Another welcome from Calgary. I’m sure us metal casters will have some refractory questions.  I’ll start, where can I score a bag of calcium aluminate cement? Aka cement fondu.


----------



## kevin.decelles (Feb 24, 2021)

What he said


----------



## Tom O (Feb 24, 2021)

Lol +1


----------



## TOBARApprentice (Feb 24, 2021)

Have to chime in to balance the hello’s. All you Calgary and Western guys; 11 months of winter and 1 month of bad ice fishing..... Hello from Southern Ontario. Cheers. 

Derek


Sent from my iPad using Tapatalk


----------



## 6.5 Fan (Feb 24, 2021)

Welcome


----------



## Lincoln (Feb 24, 2021)

Johnwa said:


> Another welcome from Calgary. I’m sure us metal casters will have some refractory questions.  I’ll start, where can I score a bag of calcium aluminate cement? Aka cement fondu.

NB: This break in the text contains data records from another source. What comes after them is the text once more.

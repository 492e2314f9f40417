//! Termination signals and outcomes.

use serde::Serialize;

/// Signal used for one termination step.
#[derive(Debug, Clone, Copy, PartialEq, Eq, Hash)]
pub enum TerminationSignal {
    /// Cooperative shutdown request (SIGTERM).
    Graceful,
    /// Immediate, non-cooperative kill (SIGKILL).
    Forced,
}

impl TerminationSignal {
    pub fn name(&self) -> &'static str {
        match self {
            TerminationSignal::Graceful => "SIGTERM",
            TerminationSignal::Forced => "SIGKILL",
        }
    }
}

/// Result of delivering a single signal.
#[derive(Debug, Clone, PartialEq, Eq)]
pub enum SignalOutcome {
    /// The OS accepted the signal.
    Delivered,
    /// No such process.
    Vanished,
    /// The caller may not signal this process.
    PermissionDenied,
    /// Any other failure.
    Failed(String),
}

/// Final result of a termination attempt.
#[derive(Debug, Clone, PartialEq, Eq, Serialize)]
#[serde(rename_all = "camelCase", tag = "outcome", content = "reason")]
pub enum TerminationOutcome {
    /// The process exited after being signalled.
    Exited,
    /// The process was already gone.
    AlreadyGone,
    /// The caller may not signal the process. Never retried.
    PermissionDenied,
    /// The process survived the forced signal and the wait after it.
    TimedOut,
    /// Unexpected OS error.
    Failed(String),
}

impl TerminationOutcome {
    /// Whether the process is no longer running.
    pub fn is_success(&self) -> bool {
        matches!(self, TerminationOutcome::Exited | TerminationOutcome::AlreadyGone)
    }
}

impl std::fmt::Display for TerminationOutcome {
    fn fmt(&self, f: &mut std::fmt::Formatter<'_>) -> std::fmt::Result {
        match self {
            TerminationOutcome::Exited => f.write_str("process exited"),
            TerminationOutcome::AlreadyGone => f.write_str("process was already gone"),
            TerminationOutcome::PermissionDenied => f.write_str("permission denied"),
            TerminationOutcome::TimedOut => f.write_str("process did not exit in time"),
            TerminationOutcome::Failed(reason) => write!(f, "failed: {}", reason),
        }
    }
}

From what I see ( I don't deal with chemical makeup) you'd be looking for something like grefpatch 85 from HWI. 

If your serious i could source some


----------



## Lincoln (Feb 24, 2021)

Very much so depends on application,  I could possibly point you guys to a better product for the job.


----------



## Alexander (Feb 24, 2021)

Hey welcome! If you find a lathe that looks good share some pictures, these guys have allot of knowledge about what you are looking for.


----------



## Dabbler (Feb 25, 2021)

Welcome!  There's lots of help available here!

I missed a thermodyne heat treat furnace in January but one day A suitable furnace will appear, just a matter of time!


----------



## historicalarms (Feb 25, 2021)

Greetings, I'm thinking RD area + Refactory work = Joffre or Prentice plant.  
    I'm about 35 min east of RD so "coffee close".


----------



## Johnwa (Feb 25, 2021)

Lincoln said:


> Very much so depends on application,  I could possibly point you guys to a better product for the job.


Mostly interested in insulated castable refractory or insulated bricks.
This would be used aluminum/brass melting furnaces, forges and heat treat ovens.  I don’t know if there are any potters in the group so I didn’t include kilns.


----------



## Lincoln (Feb 25, 2021)

You could use something like kastolite 45li, and if it's low abrasion on the brick use a 2800° insulator, the 2300° are just to soft.


----------



## Lincoln (Feb 25, 2021)

If you send me pictures of what your trying to repair that would be nice


----------



## kevin.decelles (Feb 25, 2021)

Where do you source refractory from Lincoln ? 


Sent from my iPhone using Tapatalk


----------



## Lincoln (Feb 25, 2021)

You can call any refractory companey and they'll sell to you.


----------